● Problem statement: Report every line in the records below that holds the word "impl".

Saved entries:
■ ■ ■ ■ ■ ■ ■
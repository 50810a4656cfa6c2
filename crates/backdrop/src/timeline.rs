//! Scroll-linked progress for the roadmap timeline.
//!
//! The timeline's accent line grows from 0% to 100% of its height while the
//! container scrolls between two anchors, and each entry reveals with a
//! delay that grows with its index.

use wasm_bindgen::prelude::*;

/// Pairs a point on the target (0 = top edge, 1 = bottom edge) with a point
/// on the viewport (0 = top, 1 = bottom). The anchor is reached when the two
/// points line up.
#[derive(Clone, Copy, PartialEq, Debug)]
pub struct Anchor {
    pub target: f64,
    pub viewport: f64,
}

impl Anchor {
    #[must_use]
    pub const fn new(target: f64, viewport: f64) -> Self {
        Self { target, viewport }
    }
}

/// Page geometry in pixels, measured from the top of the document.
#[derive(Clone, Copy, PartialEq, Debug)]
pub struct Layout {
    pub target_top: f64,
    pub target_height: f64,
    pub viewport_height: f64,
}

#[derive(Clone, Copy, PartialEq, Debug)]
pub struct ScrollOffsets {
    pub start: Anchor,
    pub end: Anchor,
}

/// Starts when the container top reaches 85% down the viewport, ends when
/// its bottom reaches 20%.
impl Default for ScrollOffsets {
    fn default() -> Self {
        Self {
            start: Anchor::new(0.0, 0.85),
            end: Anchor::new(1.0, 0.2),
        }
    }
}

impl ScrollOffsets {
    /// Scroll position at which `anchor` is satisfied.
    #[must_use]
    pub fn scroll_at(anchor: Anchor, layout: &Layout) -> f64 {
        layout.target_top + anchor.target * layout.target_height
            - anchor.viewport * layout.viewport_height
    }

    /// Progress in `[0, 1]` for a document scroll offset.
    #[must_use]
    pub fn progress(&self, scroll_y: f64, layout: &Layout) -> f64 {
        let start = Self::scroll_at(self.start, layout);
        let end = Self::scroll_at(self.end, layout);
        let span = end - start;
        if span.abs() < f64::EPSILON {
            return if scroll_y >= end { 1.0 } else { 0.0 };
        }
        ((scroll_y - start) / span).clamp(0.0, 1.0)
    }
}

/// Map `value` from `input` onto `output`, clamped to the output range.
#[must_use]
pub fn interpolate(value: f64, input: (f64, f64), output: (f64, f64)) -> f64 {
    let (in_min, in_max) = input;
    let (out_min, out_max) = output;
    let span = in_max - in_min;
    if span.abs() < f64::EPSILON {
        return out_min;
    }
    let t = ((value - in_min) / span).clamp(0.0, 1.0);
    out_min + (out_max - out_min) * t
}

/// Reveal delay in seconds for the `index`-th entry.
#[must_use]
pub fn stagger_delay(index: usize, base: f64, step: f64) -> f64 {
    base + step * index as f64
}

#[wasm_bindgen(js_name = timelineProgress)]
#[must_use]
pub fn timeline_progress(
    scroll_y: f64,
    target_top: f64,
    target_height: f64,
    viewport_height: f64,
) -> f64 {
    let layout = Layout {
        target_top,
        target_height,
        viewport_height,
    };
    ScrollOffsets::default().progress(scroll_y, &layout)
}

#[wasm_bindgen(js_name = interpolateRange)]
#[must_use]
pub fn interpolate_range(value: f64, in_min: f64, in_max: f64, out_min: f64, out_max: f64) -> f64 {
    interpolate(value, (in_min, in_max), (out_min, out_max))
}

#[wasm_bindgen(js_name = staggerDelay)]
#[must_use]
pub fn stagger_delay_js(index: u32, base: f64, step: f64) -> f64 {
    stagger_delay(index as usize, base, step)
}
■ ■ ■ ■ ■ ■ ■
● Result of the exercise:
impl Anchor {
impl Default for ScrollOffsets {
impl ScrollOffsets {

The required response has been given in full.